══ RECORDS FOR THIS EXERCISE ══

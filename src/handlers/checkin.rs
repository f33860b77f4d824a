use crate::models::*;
use crate::services::CheckinService;
use actix_web::{web, HttpResponse, ResponseError, Result};
use chrono::Utc;
use serde_json::json;

#[utoipa::path(
    post,
    path = "/checkins",
    tag = "checkin",
    request_body = RecordCheckinRequest,
    security(
        ("bearer_auth" = [])
    ),
    responses(
        (status = 200, description = "签到已记录（当天重复签到只刷新消息信息）"),
        (status = 401, description = "未授权")
    )
)]
/// 记录一次签到：接入层把群消息的元数据转发到这里，
/// 签到日按消息时间对应的北京自然日计算
pub async fn record_checkin(
    service: web::Data<CheckinService>,
    body: web::Json<RecordCheckinRequest>,
) -> Result<HttpResponse> {
    let req = body.into_inner();
    match service
        .mark_checkin(req.chat_id, req.user_id, req.message_id, req.message_time)
        .await
    {
        Ok(date) => Ok(HttpResponse::Ok().json(json!({
            "success": true,
            "data": { "checkin_date": date }
        }))),
        Err(e) => Ok(e.error_response()),
    }
}

#[utoipa::path(
    get,
    path = "/checkins/status",
    tag = "checkin",
    params(
        ("chat_id" = i64, Query, description = "群ID"),
        ("user_id" = i64, Query, description = "用户ID")
    ),
    security(
        ("bearer_auth" = [])
    ),
    responses(
        (status = 200, description = "获取签到状态成功", body = CheckinStatusResponse),
        (status = 401, description = "未授权")
    )
)]
/// 查询用户今天是否已签到及本周签到天数
pub async fn get_status(
    service: web::Data<CheckinService>,
    query: web::Query<CheckinStatusQuery>,
) -> Result<HttpResponse> {
    match service
        .get_checkin_status(query.chat_id, query.user_id, Utc::now())
        .await
    {
        Ok(status) => Ok(HttpResponse::Ok().json(json!({ "success": true, "data": status }))),
        Err(e) => Ok(e.error_response()),
    }
}

/// 路由配置
pub fn checkin_config(cfg: &mut web::ServiceConfig) {
    cfg.service(
        web::scope("/checkins")
            .route("", web::post().to(record_checkin))
            .route("/status", web::get().to(get_status)),
    );
}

═══

TASK INSTRUCTIONS: How many of the lines above hold the word "HttpResponse"? State that number and nothing else.

TASK ANSWER: 5